### What you are asked to do
Look for the word "than" in the data below, and copy every line that holds it.

Collected data:
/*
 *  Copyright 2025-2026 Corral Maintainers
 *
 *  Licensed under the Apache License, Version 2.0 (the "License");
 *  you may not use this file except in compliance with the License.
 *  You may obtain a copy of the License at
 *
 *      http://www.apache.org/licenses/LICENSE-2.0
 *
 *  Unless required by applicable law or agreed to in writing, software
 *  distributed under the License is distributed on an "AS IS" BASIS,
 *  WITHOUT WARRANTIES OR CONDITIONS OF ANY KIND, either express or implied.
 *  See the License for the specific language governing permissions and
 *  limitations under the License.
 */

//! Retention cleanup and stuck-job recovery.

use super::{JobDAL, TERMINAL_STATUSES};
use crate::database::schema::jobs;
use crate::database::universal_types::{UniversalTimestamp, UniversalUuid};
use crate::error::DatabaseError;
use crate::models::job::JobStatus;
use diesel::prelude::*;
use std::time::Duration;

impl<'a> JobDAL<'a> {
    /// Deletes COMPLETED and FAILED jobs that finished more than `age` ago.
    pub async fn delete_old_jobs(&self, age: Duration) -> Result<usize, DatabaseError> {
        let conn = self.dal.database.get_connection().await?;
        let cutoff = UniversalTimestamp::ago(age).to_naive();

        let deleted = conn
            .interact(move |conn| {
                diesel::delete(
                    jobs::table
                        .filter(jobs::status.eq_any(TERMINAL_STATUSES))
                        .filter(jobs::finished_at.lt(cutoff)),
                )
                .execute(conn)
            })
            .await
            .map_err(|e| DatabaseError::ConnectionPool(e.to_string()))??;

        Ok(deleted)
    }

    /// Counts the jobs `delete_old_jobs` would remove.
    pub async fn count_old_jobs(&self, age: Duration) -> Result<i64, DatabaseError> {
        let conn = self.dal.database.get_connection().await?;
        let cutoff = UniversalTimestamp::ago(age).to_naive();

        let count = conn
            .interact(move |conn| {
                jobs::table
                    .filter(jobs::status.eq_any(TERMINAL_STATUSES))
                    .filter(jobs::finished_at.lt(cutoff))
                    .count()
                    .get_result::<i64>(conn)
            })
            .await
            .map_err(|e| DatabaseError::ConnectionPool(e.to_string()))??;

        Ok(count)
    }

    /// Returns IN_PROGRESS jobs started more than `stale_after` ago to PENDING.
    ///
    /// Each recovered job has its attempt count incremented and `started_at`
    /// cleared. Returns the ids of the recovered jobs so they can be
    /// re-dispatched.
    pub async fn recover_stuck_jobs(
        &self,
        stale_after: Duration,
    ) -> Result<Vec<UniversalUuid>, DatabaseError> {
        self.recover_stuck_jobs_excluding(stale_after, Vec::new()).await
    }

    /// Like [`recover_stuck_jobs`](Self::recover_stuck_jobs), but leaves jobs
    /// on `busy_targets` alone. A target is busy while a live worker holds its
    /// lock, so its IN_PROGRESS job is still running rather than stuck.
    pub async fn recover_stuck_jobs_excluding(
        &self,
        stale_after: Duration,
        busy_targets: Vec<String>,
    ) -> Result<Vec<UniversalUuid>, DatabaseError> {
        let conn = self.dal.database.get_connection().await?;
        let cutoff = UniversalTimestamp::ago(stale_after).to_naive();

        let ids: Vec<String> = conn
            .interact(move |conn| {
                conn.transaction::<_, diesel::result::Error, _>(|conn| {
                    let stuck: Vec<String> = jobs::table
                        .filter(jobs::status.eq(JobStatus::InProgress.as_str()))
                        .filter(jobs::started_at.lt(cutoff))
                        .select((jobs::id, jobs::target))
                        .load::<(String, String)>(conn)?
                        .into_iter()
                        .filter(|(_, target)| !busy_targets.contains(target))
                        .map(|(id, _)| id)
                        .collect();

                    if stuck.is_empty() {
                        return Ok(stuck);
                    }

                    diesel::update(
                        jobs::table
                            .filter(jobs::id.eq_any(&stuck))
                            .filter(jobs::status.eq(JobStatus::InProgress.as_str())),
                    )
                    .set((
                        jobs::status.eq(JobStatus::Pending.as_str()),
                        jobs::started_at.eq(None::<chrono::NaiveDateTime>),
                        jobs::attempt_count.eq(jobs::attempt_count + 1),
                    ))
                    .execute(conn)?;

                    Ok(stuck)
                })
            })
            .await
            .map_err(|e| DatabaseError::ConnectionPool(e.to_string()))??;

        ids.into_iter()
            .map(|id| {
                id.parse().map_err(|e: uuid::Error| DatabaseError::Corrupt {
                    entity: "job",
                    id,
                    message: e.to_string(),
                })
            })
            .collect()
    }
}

### Finished exercise
    /// Deletes COMPLETED and FAILED jobs that finished more than `age` ago.
    /// Returns IN_PROGRESS jobs started more than `stale_after` ago to PENDING.
    /// lock, so its IN_PROGRESS job is still running rather than stuck.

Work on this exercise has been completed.